A semente lançada por Urbano II no Concílio de Clermont achava, portanto, terreno onde germinar. Pregando ao povo sobre a necessidade da primeira cruzada contra os infiéis, depois de haver reproduzido ao vivo todos os motivos que deviam arrastar os cristãos à Terra Santa, não se esquece da reforma moral pela qual sempre pugnou a Igreja, e censura com veemência os príncipes que o escutam pelos exemplos de corrupção que haviam dado e ao uso sacrílego que faziam de seus exércitos, para meras guerras de conquista. Relembremos, porém, as próprias palavras do grande Pontífice:

 

Pintura representando Urbano II pregando a Cruzada

“Irmãos, que, diremos? Escutai e compreendei. Armados até os dentes, e com expressões de ferocidade, atacais vossos irmãos e vos entredevorais. Não é a milícia do Senhor que põe em pedaços as ovelhas de seu aprisco. A Santa Igreja reservou seu exército para a defesa de seus filhos.

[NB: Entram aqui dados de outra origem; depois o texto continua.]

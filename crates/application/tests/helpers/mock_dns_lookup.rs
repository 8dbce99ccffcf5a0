use async_trait::async_trait;
use ferrous_lookup_application::ports::DnsLookup;
use ferrous_lookup_domain::{DomainError, MxRecord};
use std::collections::{HashMap, HashSet};
use std::net::IpAddr;
use std::sync::atomic::{AtomicUsize, Ordering};
use std::sync::Mutex;
use std::time::Duration;

#[derive(Debug, Clone, Copy, PartialEq, Eq, Hash)]
pub enum LookupKind {
    Ip,
    Cname,
    Mx,
    Txt,
    Ns,
    Reverse,
}

#[derive(Default)]
pub struct MockDnsLookup {
    addresses: Vec<IpAddr>,
    cnames: Vec<String>,
    exchanges: Vec<MxRecord>,
    texts: Vec<String>,
    name_servers: Vec<String>,
    hostnames: Vec<String>,
    failures: HashMap<LookupKind, DomainError>,
    hanging: HashSet<LookupKind>,
    delay: Option<Duration>,
    calls: Mutex<HashMap<LookupKind, usize>>,
    queried: Mutex<Vec<String>>,
    in_flight: AtomicUsize,
    max_in_flight: AtomicUsize,
}

impl MockDnsLookup {
    pub fn new() -> Self {
        Self::default()
    }

    /// A domain with a record of every type.
    pub fn populated() -> Self {
        Self::new()
            .with_addresses(&["93.184.216.34", "2606:2800:220:1:248:1893:25c8:1946"])
            .with_cnames(&["edge.example.net."])
            .with_exchanges(&[("mail.example.com.", 10), ("backup.example.com.", 20)])
            .with_texts(&["v=spf1 -all"])
            .with_name_servers(&["a.iana-servers.net.", "b.iana-servers.net."])
    }

    pub fn with_addresses(mut self, addresses: &[&str]) -> Self {
        self.addresses = addresses.iter().map(|a| a.parse().unwrap()).collect();
        self
    }

    pub fn with_cnames(mut self, cnames: &[&str]) -> Self {
        self.cnames = cnames.iter().map(|c| c.to_string()).collect();
        self
    }

    pub fn with_exchanges(mut self, exchanges: &[(&str, u16)]) -> Self {
        self.exchanges = exchanges
            .iter()
            .map(|(host, pref)| MxRecord::new(*host, *pref))
            .collect();
        self
    }

    pub fn with_texts(mut self, texts: &[&str]) -> Self {
        self.texts = texts.iter().map(|t| t.to_string()).collect();
        self
    }

    pub fn with_name_servers(mut self, name_servers: &[&str]) -> Self {
        self.name_servers = name_servers.iter().map(|n| n.to_string()).collect();
        self
    }

    pub fn with_hostnames(mut self, hostnames: &[&str]) -> Self {
        self.hostnames = hostnames.iter().map(|h| h.to_string()).collect();
        self
    }

    pub fn failing(mut self, kind: LookupKind, error: DomainError) -> Self {
        self.failures.insert(kind, error);
        self
    }

    /// The lookup never completes.
    pub fn hanging(mut self, kind: LookupKind) -> Self {
        self.hanging.insert(kind);
        self
    }

    pub fn with_delay(mut self, delay: Duration) -> Self {
        self.delay = Some(delay);
        self
    }

    pub fn calls(&self, kind: LookupKind) -> usize {
        self.calls.lock().unwrap().get(&kind).copied().unwrap_or(0)
    }

    pub fn total_calls(&self) -> usize {
        self.calls.lock().unwrap().values().sum()
    }

    pub fn queried_domains(&self) -> Vec<String> {
        self.queried.lock().unwrap().clone()
    }

    pub fn max_in_flight(&self) -> usize {
        self.max_in_flight.load(Ordering::SeqCst)
    }

    async fn answer<T: Clone>(&self, kind: LookupKind, target: &str, value: &[T]) -> Result<Vec<T>, DomainError> {
        *self.calls.lock().unwrap().entry(kind).or_insert(0) += 1;
        self.queried.lock().unwrap().push(target.to_string());

        let current = self.in_flight.fetch_add(1, Ordering::SeqCst) + 1;
        self.max_in_flight.fetch_max(current, Ordering::SeqCst);

        if let Some(delay) = self.delay {
            tokio::time::sleep(delay).await;
        }
        if self.hanging.contains(&kind) {
            std::future::pending::<()>().await;
        }

        self.in_flight.fetch_sub(1, Ordering::SeqCst);

        match self.failures.get(&kind) {
            Some(error) => Err(error.clone()),
            None => Ok(value.to_vec()),
        }
    }
}

#[async_trait]
impl DnsLookup for MockDnsLookup {
    async fn lookup_ip(&self, domain: &str) -> Result<Vec<IpAddr>, DomainError> {
        self.answer(LookupKind::Ip, domain, &self.addresses).await
    }

    async fn lookup_cname(&self, domain: &str) -> Result<Vec<String>, DomainError> {
        self.answer(LookupKind::Cname, domain, &self.cnames).await
    }

    async fn lookup_mx(&self, domain: &str) -> Result<Vec<MxRecord>, DomainError> {
        self.answer(LookupKind::Mx, domain, &self.exchanges).await
    }

    async fn lookup_txt(&self, domain: &str) -> Result<Vec<String>, DomainError> {
        self.answer(LookupKind::Txt, domain, &self.texts).await
    }

    async fn lookup_ns(&self, domain: &str) -> Result<Vec<String>, DomainError> {
        self.answer(LookupKind::Ns, domain, &self.name_servers).await
    }

    async fn reverse_lookup(&self, ip: IpAddr) -> Result<Vec<String>, DomainError> {
        self.answer(LookupKind::Reverse, &ip.to_string(), &self.hostnames)
            .await
    }
}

Para dizer a verdade, de que somos os arautos, não vos achais no bom caminho que vos conduzirá à salvação e à vida. Sois opressores dos órfãos, espoliadores de viúvas, homicidas, sacrílegos, ladrões e salteadores; derramando o sangue dos cristãos, contais sobre o salário dos malfeitores, sobre os despojos de vossas vítimas, e, como os abutres sentem de longe a podridão dos cadáveres, vossos olhos se voltam para regiões longínquas, para nelas descobrir a guerra. Certamente, aí está um mau caminho, e o mais afastado dos caminhos do Senhor. Se, portanto, quereis pensar na salvação de vossas almas, renunciai a essas lutas sacrílegas, e vos prepareis para a defesa da Igreja do Oriente. Foi dela, com efeito, que decorreram todas as alegrias de vossas almas, foi ela que derramou sobre vossos lábios o leite da Fé, e que vos condensou os dogmas do Santo Evangelho. Nós vos exortamos, portanto, a não mais manchar vossas mãos no sangue de vossos irmãos; mas, pela defesa da Fé, enfrentai as nações estrangeiras e, tomando Jesus Cristo por chefe, formai um exército cristão, um exército invencível; combatei por vossa Jerusalém mais corajosamente ainda que os antigos israelitas. Atacai e dispersai os turcos, (...) mais ímpia e mais culpada que os jebuseus (tribo cananeia que viviam em Jerusalém, cidade que haviam fundado, antes da sua ocupação pelo rei Davi, n.d.c.). Que vos seja glorioso morrer por Jesus Cristo nessa cidade em que Jesus Cristo morreu por vós”.

* * *

Eis a quintessência da verdadeira caridade. Eis o que está faltando na atual luta contra o totalitarismo nazista, pois falta aos seus opositores o verdadeiro espírito de Fé. E os infiéis, na pessoa da Rússia soviética, se assentam à mesa da conferência da paz...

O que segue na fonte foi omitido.